I have been pondering on the message at church all week and still unsure of how to deal with it or what God is asking me to do with it. Our Pastor talked about how he received a letter from a woman wanting to find her family because her Dad had slept around with so many women that she had found at least 30 siblings so far via Facebook. He happened to have the same last name. And it brought back so many emotions for me. Many of you already know that I am adopted. I've always been curious about who my birth parents were and what they might be like. But I've always known I was adopted and it never affected me. I would tell friends growing up and they would just act shocked and amazed like it was a big deal. I would just shrug it off. It didn't mean much to me.
Quite a few years back, long after my Mom died, I decided it might be great to finally meet my birth Mom. In my adoption papers, I had names of my birth Father and Mother. However, I had no idea if they were the correct names.

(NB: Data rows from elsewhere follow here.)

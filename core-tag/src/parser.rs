//! Frame scanning and body decoding.
//!
//! Opening a tag only walks the frame headers ([`scan_frames`]) and records
//! where each body lives. Bodies are decoded later, per identifier, with
//! [`parse_frame`].

use std::io::{Read, Seek, SeekFrom};

use tracing::{debug, warn};

use crate::coords::{Coordinate, CoordinateIndex};
use crate::error::Result;
use crate::frame::{
    CommentFrame, Framer, PictureFrame, TextFrame, UnknownFrame, UnsynchronisedLyricsFrame,
};
use crate::header::{TagHeader, Version, TAG_HEADER_SIZE};
use crate::size::parse_size;

/// Length of a frame header: identifier, size, two flag bytes.
pub const FRAME_HEADER_SIZE: u64 = 10;

/// Walk the frame headers of the tag described by `header` and record the
/// coordinates of every frame body.
///
/// Scanning stops at padding, at the end of the tag, or at the first header
/// that does not look like a frame. Frames whose flags change how the body is
/// stored (compression, encryption, unsynchronisation) are skipped, and so is
/// every frame of a tag whose header flags it as unsynchronised.
pub fn scan_frames<R: Read + Seek>(reader: &mut R, header: &TagHeader) -> Result<CoordinateIndex> {
    let mut index = CoordinateIndex::new();
    if header.has_unsynchronisation() {
        warn!(
            version = header.version.major(),
            "tag is unsynchronised, dropping its frames"
        );
        return Ok(index);
    }

    let end = TAG_HEADER_SIZE + header.body_size;
    let mut pos = TAG_HEADER_SIZE;

    if header.has_extended_header() {
        pos += extended_header_len(reader, header.version)?;
    }

    let mut frame_header = [0u8; FRAME_HEADER_SIZE as usize];

    while pos + FRAME_HEADER_SIZE <= end {
        reader.seek(SeekFrom::Start(pos))?;
        reader.read_exact(&mut frame_header)?;

        if frame_header[0] == 0 {
            debug!(offset = pos, "reached padding");
            break;
        }

        let id_bytes = &frame_header[..4];
        if !id_bytes
            .iter()
            .all(|b| b.is_ascii_uppercase() || b.is_ascii_digit())
        {
            warn!(offset = pos, "invalid frame identifier, ignoring rest of tag");
            break;
        }
        // Validated as ASCII above
        let id = String::from_utf8_lossy(id_bytes).into_owned();

        let size = match header.version.parse_frame_size(&frame_header[4..8]) {
            Ok(size) => size,
            Err(err) => {
                warn!(frame = %id, error = %err, "invalid frame size, ignoring rest of tag");
                break;
            }
        };
        let body_offset = pos + FRAME_HEADER_SIZE;
        if body_offset + size > end {
            warn!(
                frame = %id,
                size,
                "frame overruns tag, ignoring rest of tag"
            );
            break;
        }

        let format_flags = frame_header[9];
        if format_flags & header.version.body_altering_flags() != 0 {
            warn!(
                frame = %id,
                flags = format_flags,
                "frame body is compressed, encrypted or unsynchronised, dropping it"
            );
        } else {
            index.push(id, Coordinate::new(body_offset, size));
        }

        pos = body_offset + size;
    }

    debug!(
        identifiers = index.len(),
        frames = index.frame_count(),
        "scanned frame headers"
    );
    Ok(index)
}

/// Size of the extended header that directly follows the tag header.
fn extended_header_len<R: Read + Seek>(reader: &mut R, version: Version) -> Result<u64> {
    reader.seek(SeekFrom::Start(TAG_HEADER_SIZE))?;
    let mut size = [0u8; 4];
    reader.read_exact(&mut size)?;

    Ok(match version {
        // v2.3: size excludes the size field itself
        Version::V23 => u64::from(u32::from_be_bytes(size)) + 4,
        // v2.4: synchsafe size of the whole extended header
        Version::V24 => parse_size(&size)?,
    })
}

/// Decode one frame body into the frame type registered for `id`.
///
/// Identifiers without a dedicated type are returned as [`UnknownFrame`].
pub fn parse_frame(id: &str, body: &[u8]) -> Result<Box<dyn Framer>> {
    let frame: Box<dyn Framer> = match id {
        "APIC" => Box::new(PictureFrame::parse(id, body)?),
        "COMM" => Box::new(CommentFrame::parse(id, body)?),
        "USLT" => Box::new(UnsynchronisedLyricsFrame::parse(id, body)?),
        "TXXX" => Box::new(UnknownFrame::new(body)),
        _ if id.starts_with('T') => Box::new(TextFrame::parse(id, body)?),
        _ => Box::new(UnknownFrame::new(body)),
    };
    Ok(frame)
}

#[cfg(test)]
mod tests {
    use super::*;
    use crate::encoding::TextEncoding;
    use crate::header::{form_tag_header, parse_tag_header};
    use crate::size::form_size;
    use std::io::Cursor;

    fn frame_bytes(id: &str, body: &[u8], flags: [u8; 2]) -> Vec<u8> {
        let mut out = id.as_bytes().to_vec();
        out.extend_from_slice(&form_size(body.len() as u64));
        out.extend_from_slice(&flags);
        out.extend_from_slice(body);
        out
    }

    fn tag_bytes(frames: &[Vec<u8>], padding: usize) -> Vec<u8> {
        let body: Vec<u8> = frames.concat();
        let mut out = form_tag_header(Version::V24, form_size((body.len() + padding) as u64)).to_vec();
        out.extend(body);
        out.extend(std::iter::repeat(0).take(padding));
        out.extend_from_slice(b"\xFF\xFBaudio");
        out
    }

    fn header_of(bytes: &[u8]) -> TagHeader {
        let mut header = [0u8; 10];
        header.copy_from_slice(&bytes[..10]);
        parse_tag_header(&header).unwrap().unwrap()
    }

    #[test]
    fn test_scan_records_coordinates() {
        let bytes = tag_bytes(
            &[
                frame_bytes("TIT2", b"\x03Foo", [0, 0]),
                frame_bytes("APIC", b"pic-a", [0, 0]),
                frame_bytes("APIC", b"pic-b!", [0, 0]),
            ],
            16,
        );
        let header = header_of(&bytes);

        let index = scan_frames(&mut Cursor::new(&bytes), &header).unwrap();
        assert_eq!(index.get("TIT2"), Some(&[Coordinate::new(20, 4)][..]));
        assert_eq!(
            index.get("APIC"),
            Some(&[Coordinate::new(34, 5), Coordinate::new(49, 6)][..])
        );
        assert_eq!(index.frame_count(), 3);
    }

    #[test]
    fn test_scan_drops_compressed_frames() {
        let bytes = tag_bytes(
            &[
                frame_bytes("TIT2", b"\x03Foo", [0, 0x08]),
                frame_bytes("TPE1", b"\x03Bar", [0, 0]),
            ],
            0,
        );
        let header = header_of(&bytes);

        let index = scan_frames(&mut Cursor::new(&bytes), &header).unwrap();
        assert!(index.get("TIT2").is_none());
        assert!(index.get("TPE1").is_some());
    }

    #[test]
    fn test_scan_stops_at_garbage_identifier() {
        let bytes = tag_bytes(
            &[
                frame_bytes("TIT2", b"\x03Foo", [0, 0]),
                frame_bytes("ti!2", b"\x03Bar", [0, 0]),
            ],
            0,
        );
        let header = header_of(&bytes);

        let index = scan_frames(&mut Cursor::new(&bytes), &header).unwrap();
        assert_eq!(index.ids().collect::<Vec<_>>(), ["TIT2"]);
    }

    #[test]
    fn test_scan_stops_when_frame_overruns_tag() {
        let mut frame = frame_bytes("TIT2", b"\x03Foo", [0, 0]);
        frame[7] = 100; // claims 100 bytes
        let bytes = tag_bytes(&[frame], 0);
        let header = header_of(&bytes);

        let index = scan_frames(&mut Cursor::new(&bytes), &header).unwrap();
        assert!(index.is_empty());
    }

    #[test]
    fn test_scan_stops_at_non_synchsafe_size() {
        let mut frame = frame_bytes("TPE1", b"\x03Bar", [0, 0]);
        frame[7] = 0x84;
        let bytes = tag_bytes(&[frame_bytes("TIT2", b"\x03Foo", [0, 0]), frame], 0);
        let header = header_of(&bytes);

        let index = scan_frames(&mut Cursor::new(&bytes), &header).unwrap();
        assert_eq!(index.ids().collect::<Vec<_>>(), ["TIT2"]);
    }

    #[test]
    fn test_scan_drops_unsynchronised_tag() {
        let mut bytes = tag_bytes(&[frame_bytes("PRIV", b"\xFF\x00\xE0", [0, 0])], 0);
        bytes[5] = 0x80;
        let header = header_of(&bytes);
        assert!(header.has_unsynchronisation());

        let index = scan_frames(&mut Cursor::new(&bytes), &header).unwrap();
        assert!(index.is_empty());
    }

    #[test]
    fn test_scan_skips_v24_extended_header() {
        let ext = [0, 0, 0, 6, 1, 0];
        let frame = frame_bytes("TIT2", b"\x03Foo", [0, 0]);
        let mut bytes = form_tag_header(Version::V24, form_size((ext.len() + frame.len()) as u64)).to_vec();
        bytes[5] = 0x40;
        bytes.extend_from_slice(&ext);
        bytes.extend(frame);
        let header = header_of(&bytes);

        let index = scan_frames(&mut Cursor::new(&bytes), &header).unwrap();
        assert_eq!(index.get("TIT2"), Some(&[Coordinate::new(26, 4)][..]));
    }

    #[test]
    fn test_parse_frame_dispatch() {
        let text = parse_frame("TALB", b"\x03Album").unwrap();
        assert_eq!(
            text.downcast_ref::<TextFrame>().unwrap(),
            &TextFrame::new(TextEncoding::Utf8, "Album")
        );

        let user_text = parse_frame("TXXX", b"\x03key\0value").unwrap();
        assert!(user_text.is::<UnknownFrame>());

        let private = parse_frame("PRIV", b"owner\0data").unwrap();
        assert_eq!(private.body(), b"owner\0data");

        assert!(parse_frame("COMM", b"\x03e").is_err());
    }
}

I gave up with just a little bit of research, trying to decide if I actually wanted to go through with it. What if she rejected me? I had a friend that honestly thought she could contact my Mom and it would be a "happily ever after" reunion. She did the legwork and found my Mom. She contacted a close friend of hers and with conversations back and forth was told that my birth Mom didn't want any contact with me. She was remarried with a new family and they knew nothing of this baby girl she gave birth to so many years prior. So my biggest fear came true. And I wasn't devastated. Yes it hurt me, but I moved on. I had not had this woman in my life up to this point, I certainly didn't need her today either.
So that's not the confusing part for me. I was praying one day and I specifically heard words loud and clear "You know you have a Dad". God was reminding me that I had a birth Dad. And it was so odd to me because I had never thought about searching for him. Probably because of the relationship I had with my own Dad. A father figure, or men in general had scared me enough in my life that I wasn't willing to even go to a place of putting another one in my life in that kind of role. So who knows maybe you will be taking the next journey with me to not only finding a new trust in my Heavenly Father but a relationship with my birth Dad! I don't know why God would say that if he didn't have plans for it. Regardless I know that I am searching for a time with my Papa or Heavenly Father that I can just rest in His enormous lap and enjoy everything He has ready and waiting for me. And know that He will never hurt me. Maybe refine me to develop my character but to see Him in the way He is calling me to. What about you? Where are you at in your "Father" relationships? More importantly your relationship with your Daddy in Heaven? It's time we find out together!
"There's more: God's Word warns us of danger
and directs us to hidden treasure.
Otherwise how will we find our way?
Or know when we play the fool?
Clean the slate, God, so we can start the day fresh!"